### TRY IT
Count the lines in the entries below that mention the string "source", then write that number by itself.

### THE RECORDS
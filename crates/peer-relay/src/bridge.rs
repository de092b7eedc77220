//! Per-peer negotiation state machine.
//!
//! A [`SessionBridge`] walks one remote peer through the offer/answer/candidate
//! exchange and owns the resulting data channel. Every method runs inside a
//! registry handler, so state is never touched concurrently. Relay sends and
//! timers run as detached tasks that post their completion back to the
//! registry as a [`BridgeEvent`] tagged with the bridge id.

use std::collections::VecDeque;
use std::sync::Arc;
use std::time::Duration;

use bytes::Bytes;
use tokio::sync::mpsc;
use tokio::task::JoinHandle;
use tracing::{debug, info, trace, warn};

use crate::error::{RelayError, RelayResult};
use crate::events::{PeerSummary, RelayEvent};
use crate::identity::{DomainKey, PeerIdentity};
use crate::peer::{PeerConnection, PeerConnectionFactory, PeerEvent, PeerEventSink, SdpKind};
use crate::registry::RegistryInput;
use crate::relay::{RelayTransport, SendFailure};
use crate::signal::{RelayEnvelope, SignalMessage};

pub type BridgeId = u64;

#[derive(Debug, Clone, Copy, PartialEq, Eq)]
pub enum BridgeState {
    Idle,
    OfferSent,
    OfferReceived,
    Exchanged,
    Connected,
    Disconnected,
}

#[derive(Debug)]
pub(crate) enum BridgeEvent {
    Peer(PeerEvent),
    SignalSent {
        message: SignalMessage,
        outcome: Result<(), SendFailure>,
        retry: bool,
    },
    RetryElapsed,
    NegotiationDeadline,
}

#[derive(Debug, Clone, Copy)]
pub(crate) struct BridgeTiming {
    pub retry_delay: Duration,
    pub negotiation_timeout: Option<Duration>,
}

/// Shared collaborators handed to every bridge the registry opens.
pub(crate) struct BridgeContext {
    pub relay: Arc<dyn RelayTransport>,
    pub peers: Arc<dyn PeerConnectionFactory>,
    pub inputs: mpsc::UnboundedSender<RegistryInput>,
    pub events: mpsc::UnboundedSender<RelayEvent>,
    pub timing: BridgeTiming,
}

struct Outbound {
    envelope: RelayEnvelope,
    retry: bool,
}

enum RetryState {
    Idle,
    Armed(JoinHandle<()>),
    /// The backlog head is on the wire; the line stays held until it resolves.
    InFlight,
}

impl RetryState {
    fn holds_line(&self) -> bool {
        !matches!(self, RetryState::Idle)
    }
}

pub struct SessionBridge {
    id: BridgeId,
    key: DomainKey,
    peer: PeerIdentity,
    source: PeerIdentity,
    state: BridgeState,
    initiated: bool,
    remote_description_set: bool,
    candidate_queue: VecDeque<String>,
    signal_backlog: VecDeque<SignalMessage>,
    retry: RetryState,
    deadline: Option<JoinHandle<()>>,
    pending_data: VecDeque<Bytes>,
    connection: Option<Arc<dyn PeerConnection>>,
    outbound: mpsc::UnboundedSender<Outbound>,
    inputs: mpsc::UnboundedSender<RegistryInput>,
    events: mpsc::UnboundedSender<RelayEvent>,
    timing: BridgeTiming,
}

* * *

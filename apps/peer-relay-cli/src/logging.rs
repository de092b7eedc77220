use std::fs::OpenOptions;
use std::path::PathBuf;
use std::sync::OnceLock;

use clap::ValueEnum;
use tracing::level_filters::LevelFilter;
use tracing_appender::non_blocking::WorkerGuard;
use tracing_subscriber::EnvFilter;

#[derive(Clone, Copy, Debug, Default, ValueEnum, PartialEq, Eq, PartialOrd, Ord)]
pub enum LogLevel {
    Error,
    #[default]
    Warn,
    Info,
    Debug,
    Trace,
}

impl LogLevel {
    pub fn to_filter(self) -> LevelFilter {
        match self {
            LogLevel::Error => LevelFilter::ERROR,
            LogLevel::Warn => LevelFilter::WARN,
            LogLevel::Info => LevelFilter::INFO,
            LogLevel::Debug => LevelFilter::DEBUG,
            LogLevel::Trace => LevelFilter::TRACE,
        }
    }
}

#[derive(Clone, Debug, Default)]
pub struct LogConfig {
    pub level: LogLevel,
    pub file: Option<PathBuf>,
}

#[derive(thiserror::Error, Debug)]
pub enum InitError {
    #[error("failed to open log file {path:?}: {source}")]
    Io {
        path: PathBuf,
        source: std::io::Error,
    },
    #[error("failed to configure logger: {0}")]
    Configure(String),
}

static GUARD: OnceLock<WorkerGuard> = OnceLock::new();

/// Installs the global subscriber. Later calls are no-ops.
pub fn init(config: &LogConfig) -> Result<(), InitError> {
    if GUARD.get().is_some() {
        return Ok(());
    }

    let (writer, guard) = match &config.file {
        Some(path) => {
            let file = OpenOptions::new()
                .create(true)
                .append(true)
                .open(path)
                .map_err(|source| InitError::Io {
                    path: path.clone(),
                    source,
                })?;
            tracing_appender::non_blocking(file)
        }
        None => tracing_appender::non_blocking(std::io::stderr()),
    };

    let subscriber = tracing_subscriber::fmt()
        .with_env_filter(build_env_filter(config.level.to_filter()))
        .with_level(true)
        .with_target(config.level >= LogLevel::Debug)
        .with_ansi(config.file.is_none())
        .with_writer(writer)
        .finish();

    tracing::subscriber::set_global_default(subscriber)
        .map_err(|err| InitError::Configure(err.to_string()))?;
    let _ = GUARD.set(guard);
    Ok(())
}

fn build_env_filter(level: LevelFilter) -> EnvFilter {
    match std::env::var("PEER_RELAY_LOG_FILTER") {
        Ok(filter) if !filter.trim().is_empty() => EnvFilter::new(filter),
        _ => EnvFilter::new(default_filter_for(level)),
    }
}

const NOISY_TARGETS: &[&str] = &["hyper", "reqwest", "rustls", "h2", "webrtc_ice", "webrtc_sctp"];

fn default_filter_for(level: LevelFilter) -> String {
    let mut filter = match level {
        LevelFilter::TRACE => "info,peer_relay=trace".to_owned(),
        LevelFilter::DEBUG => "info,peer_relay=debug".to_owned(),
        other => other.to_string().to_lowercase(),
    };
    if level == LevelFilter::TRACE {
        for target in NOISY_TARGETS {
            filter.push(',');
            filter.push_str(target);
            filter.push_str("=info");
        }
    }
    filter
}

### EXERCISE RESULT
5